Don’t get Hermann wrong, visitors to his restaurant are as likely to leave hungry as they are to find a drab bologna sandwich on The Tavern’s unique menu.

He simply believes that a great dinner requires more than satisfying the appetite.

Hermann, along with his son Nick and daughter-in-law Amber can be seen putting this belief in practice every night by doing almost anything to ensure their guests enjoy The Tavern’s fun and relaxed environment.

Almost anything, that is, but staying past midnight. 

That’s when the ghosts show up and the Hermann’s clear out.

Built in 1779, The Tavern is Abingdon’s oldest building and is preserved to give visitors a glimpse into the past.

The mail still arrives through a slot left over from when the building served as the first post office west of the Blue Ridge Mountains and bubbles forming in the original windows show where the glass is beginning to lose its battle with time. 
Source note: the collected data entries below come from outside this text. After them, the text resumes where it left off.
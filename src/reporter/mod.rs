use crate::error::Result;
use crate::types::{ScheduleResult, UnscheduledReason};
use crate::validator::ValidationReport;
use colored::Colorize;
use itertools::Itertools;
use std::collections::BTreeMap;
use std::fmt::Write as _;
use std::fs;
use std::path::Path;

/// Output formats the CLI can emit
#[derive(Debug, Clone, Copy, PartialEq, Eq)]
pub enum OutputFormat {
    Json,
    Text,
}

/// Write the schedule in the requested formats into `output_dir`
pub fn generate_reports(
    result: &ScheduleResult,
    output_dir: &Path,
    formats: &[OutputFormat],
) -> Result<()> {
    fs::create_dir_all(output_dir)?;

    if formats.contains(&OutputFormat::Json) {
        let json = serde_json::to_string_pretty(result)?;
        fs::write(output_dir.join("schedule.json"), json)?;
    }
    if formats.contains(&OutputFormat::Text) {
        fs::write(output_dir.join("summary.txt"), text_summary(result))?;
    }
    Ok(())
}

/// One-line JSON summary for quiet mode
pub fn generate_json_summary(result: &ScheduleResult) -> Result<String> {
    let summary = serde_json::json!({
        "assignments": result.assignments.len(),
        "unscheduled": result.unscheduled_streams.len(),
        "expected_hours": result.statistics.expected_hours,
        "scheduled_hours": result.statistics.scheduled_hours,
        "solver_time_seconds": result.statistics.solver_time_seconds,
    });
    Ok(summary.to_string())
}

/// Plain-text summary of the board
pub fn text_summary(result: &ScheduleResult) -> String {
    let stats = &result.statistics;
    let mut out = String::new();

    let _ = writeln!(out, "Schedule generated: {}", result.generation_date);
    let _ = writeln!(out, "Assignments: {}", result.assignments.len());
    let _ = writeln!(
        out,
        "Hours: {} scheduled of {} expected",
        stats.scheduled_hours, stats.expected_hours
    );
    let _ = writeln!(out, "Unscheduled streams: {}", result.unscheduled_streams.len());

    let _ = writeln!(out, "\nBy day:");
    for (day, count) in &stats.by_day {
        let _ = writeln!(out, "  {day}: {count}");
    }
    let _ = writeln!(out, "\nBy shift:");
    for (shift, count) in &stats.by_shift {
        let _ = writeln!(out, "  {shift}: {count}");
    }
    let _ = writeln!(out, "\nBy building:");
    for (address, count) in &stats.room_utilization {
        let _ = writeln!(out, "  {address}: {count}");
    }
    let _ = writeln!(out, "\nBy stage:");
    for (stage, count) in &stats.by_stage {
        let _ = writeln!(out, "  stage {stage}: {count}");
    }

    if !result.unscheduled_streams.is_empty() {
        let _ = writeln!(out, "\nUnscheduled:");
        for u in &result.unscheduled_streams {
            let _ = writeln!(
                out,
                "  {} ({}, {}): {} - {}",
                u.stream_id, u.subject, u.instructor, u.reason, u.details
            );
        }
    }
    out
}

/// Colored terminal summary after a run
pub fn print_summary(result: &ScheduleResult, validation: &ValidationReport) {
    let stats = &result.statistics;

    println!("\n{}", "Schedule Summary".bold().cyan());
    println!("{}", "─".repeat(40));
    println!("Assignments:        {}", result.assignments.len());
    println!(
        "Hours:              {} / {} expected",
        stats.scheduled_hours, stats.expected_hours
    );
    if let Some(seconds) = stats.solver_time_seconds {
        println!("Solve time:         {seconds:.2}s");
    }

    let unscheduled = result.unscheduled_streams.len();
    if unscheduled == 0 {
        println!("Unscheduled:        {}", "0".green());
    } else {
        println!("Unscheduled:        {}", unscheduled.to_string().yellow());
        for (reason, count) in unscheduled_by_reason(result) {
            println!("  {reason}: {count}");
        }
    }

    if validation.is_valid() {
        println!("Validation:         {}", "passed".green().bold());
    } else {
        println!("Validation:         {}", "violations found".red().bold());
        for v in &validation.violations {
            println!("  - {}: {}", v.constraint.red(), v.message);
        }
    }
}

/// Unscheduled counts grouped by reason, most frequent first
pub fn unscheduled_by_reason(result: &ScheduleResult) -> Vec<(UnscheduledReason, usize)> {
    let mut counts: BTreeMap<&'static str, (UnscheduledReason, usize)> = BTreeMap::new();
    for u in &result.unscheduled_streams {
        counts
            .entry(u.reason.as_str())
            .and_modify(|(_, c)| *c += 1)
            .or_insert((u.reason, 1));
    }
    counts
        .into_values()
        .sorted_by_key(|(_, count)| std::cmp::Reverse(*count))
        .collect()
}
Yet it’s rumors of more supernatural links to the past that have attracted a few adventurous tourists and paranormal investigators to the restaurant.

Hermann laughs as he remembers the brave visitors.

“Two people tried to stay the night, they both wound up leaving.”

After one particularly hair raising experience, Nick, a long time skeptic of ghosts, convinced his dad it was time to give the spirits their space.

“Once it gets late, we let them have the place,” the younger Hermann said.

Before midnight, however, the Hermann’s insist that The Tavern belongs to the customer.

Those customers can enjoy a unique dining experience that blends the building’s American post-colonial history with the European roots of its proprietor.

Everything on the menu from locally-inspired crab cakes to jagerschnitzel is prepared fresh from scratch upon order.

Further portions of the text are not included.